Is there an API or data feed to get threads from this forum? I'm looking to research themes in the discussions here and would thus like to collect some info in volume. Is there a fast/approved way to do this, or should resort to scraping?

Aside, I'm mindful of privacy - the identities of participants are not of interest other than their degree of interactions (i.e. like the karma stats). The work is for WebSci research rather than private use/gain.


The site runs OSQA, so it might be worth asking in forums there about any kind of export mechanism. If there is, it might be worth talking to the site admins to see if such an export could be facilitated. How to do all this would be extremely useful to have documented for the time when we're ready to throw OSQA under a bus and move to something with better anti-spam controls and a decent search facility :-) .

Sure - happy to give feedback if I find a way. I have asked on OSQA forum. Looks like the non-pro version has no API, but I'll update if I get an answer.

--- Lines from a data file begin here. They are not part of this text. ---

use super::LogProcessor;
use crate::domain::Severity;

/// Consumes `Severity::Info` messages.
#[derive(Debug, Clone, Copy, Default)]
pub struct InfoLogProcessor;

/// Consumes `Severity::Debug` messages.
#[derive(Debug, Clone, Copy, Default)]
pub struct DebugLogProcessor;

/// Consumes `Severity::Error` messages.
#[derive(Debug, Clone, Copy, Default)]
pub struct ErrorLogProcessor;

impl LogProcessor for InfoLogProcessor {
    fn severity(&self) -> Severity {
        Severity::Info
    }
}

impl LogProcessor for DebugLogProcessor {
    fn severity(&self) -> Severity {
        Severity::Debug
    }
}

impl LogProcessor for ErrorLogProcessor {
    fn severity(&self) -> Severity {
        Severity::Error
    }
}

/// Returns the stock processor owning `severity`.
pub fn processor_for(severity: Severity) -> Box<dyn LogProcessor> {
    match severity {
        Severity::Info => Box::new(InfoLogProcessor),
        Severity::Debug => Box::new(DebugLogProcessor),
        Severity::Error => Box::new(ErrorLogProcessor),
    }
}
#![deny(warnings, rust_2024_compatibility)]
// Specific pedantic lints enforced (not blanket allow):
#![deny(
    clippy::explicit_iter_loop,
    clippy::manual_let_else,
    clippy::semicolon_if_nothing_returned,
    clippy::inconsistent_struct_constructor
)]
// Noisy pedantic lints suppressed with justification:
#![allow(
    clippy::missing_errors_doc,      // Internal API
    clippy::missing_panics_doc,      // Internal API
    clippy::module_name_repetitions, // e.g. ChainError in domain::error
    clippy::must_use_candidate,      // Annotated selectively on critical APIs
    clippy::doc_markdown             // Internal API
)]

pub mod app;
pub mod chain;
pub mod domain;

// Re-export main types for easy access
pub use app::{App, Config};
pub use chain::{Dispatch, LogChain, LogProcessor};
pub use domain::{ChainError, LogMessage, Severity};

// Version information
pub const VERSION: &str = env!("CARGO_PKG_VERSION");
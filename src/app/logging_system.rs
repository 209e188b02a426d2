use super::config::{Config, TracingLevel};
use super::initialization::{FallbackStrategy, InitializationError, LogDirective};
use parking_lot::RwLock;
use std::sync::OnceLock;
use tracing_subscriber::{EnvFilter, fmt, prelude::*};

/// Collects filter directives and installs the global subscriber.
///
/// Diagnostics always go to stderr; stdout belongs to the processors.
pub struct LoggingSystem {
    directives: RwLock<Vec<LogDirective>>,
    fallback_level: TracingLevel,
}

impl LoggingSystem {
    pub fn new() -> Self {
        Self {
            directives: RwLock::new(Vec::new()),
            fallback_level: TracingLevel::Warn,
        }
    }

    /// Adds a `target=level` directive. Malformed input never fails startup:
    /// it is skipped or kept at the fallback level.
    pub fn add_directive(&self, directive_str: &str) {
        match LogDirective::parse(directive_str) {
            Ok(directive) => self.directives.write().push(directive),
            Err(e) => match e.fallback_strategy() {
                FallbackStrategy::UseDefaultLevel => {
                    eprintln!("Warning: {e}, using default level");
                    self.add_default_directive(directive_str);
                }
                FallbackStrategy::SkipDirective => {
                    eprintln!("Warning: {e}, skipping directive");
                }
            },
        }
    }

    fn add_default_directive(&self, directive_str: &str) {
        let target = directive_str.split('=').next().unwrap_or("unknown").trim();
        let directive = LogDirective::new(target, self.fallback_level);
        self.directives.write().push(directive);
    }

    pub fn initialize_tracing(&self, default_level: TracingLevel) -> Result<(), InitializationError> {
        let filter_string = self.build_filter_string(default_level);

        let env_filter = EnvFilter::try_new(&filter_string).map_err(|e| {
            InitializationError::LoggingInitFailed {
                details: format!("Failed to create EnvFilter with '{filter_string}'"),
                source: Box::new(e),
            }
        })?;

        let subscriber = tracing_subscriber::registry().with(env_filter).with(
            fmt::layer()
                .with_writer(std::io::stderr)
                .with_target(true)
                .with_level(true)
                .compact(),
        );

        tracing::subscriber::set_global_default(subscriber).map_err(|e| {
            InitializationError::LoggingInitFailed {
                details: "Failed to set global tracing subscriber".to_string(),
                source: Box::new(e),
            }
        })?;

        Ok(())
    }

    pub fn build_filter_string(&self, default_level: TracingLevel) -> String {
        let directives = self.directives.read();

        let mut filter_parts = Vec::with_capacity(directives.len() + 1);
        filter_parts.push(default_level.as_str().to_string());
        filter_parts.extend(directives.iter().map(LogDirective::to_filter_string));

        filter_parts.join(",")
    }
}

impl Default for LoggingSystem {
    fn default() -> Self {
        Self::new()
    }
}

/// Installs the global subscriber once per process. Later calls report the
/// outcome of the first one, including its failure reason.
pub fn setup_logging_safe(config: &Config) -> Result<(), InitializationError> {
    static INIT: OnceLock<Result<(), String>> = OnceLock::new();

    let outcome = INIT.get_or_init(|| {
        let logging_system = LoggingSystem::new();
        for directive in &config.log_directives {
            logging_system.add_directive(directive);
        }
        logging_system
            .initialize_tracing(config.log_level)
            .map_err(|e| e.to_string())
    });

    outcome
        .clone()
        .map_err(|details| InitializationError::LoggingInitFailed {
            source: Box::new(std::io::Error::other(details.clone())),
            details,
        })
}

I guess you need to crawl it on your own, or you might ask the admins or OSMF to run prepared queries on the DB (guess they won't do). Would be interesting if you list/pubish your results at research page

I asked politely on OSQA's meta forum on 12 Aug 14:


I'd like to get lots of threads from a forum using OSQA. Is there any way to read data directly as JSON, XML or whatever. If not is there a best way to scrape OSQA data - ideally so as not to inconvenience others. I only need to do the sample once (pending any follow up) - it's not a constant process.


After an age in 'moderation' the question has now been rejected without explanation. Bottom line, I guess they don't want to help.

Meanwhile I'm trying - if I get a solution I will of course share.

There is an RSS feed for all questions and one for each question/comment feed. Deriving the individual answers feed from the individual question links in the main RSS seem to just be be the addition of "?type=rss&comments=yes" to the link in the main feed.

So it seems you may be able to get "published" versions of all this information in an easily processed format.

I haven't read the Terms of Service recently though, so I have no idea if this is officially permitted.

As it shows at the footer of this page, the content is creative commons, so no problem :-)

The RSS only gives me the last 30 topics. Regardless of sort type chosen for the web page the RSS seems to be the 30 most recently added/answered topics. The RSS feed does seem to accept pagination, e.g. &page=2 or &p2 both have no effect on the base feed.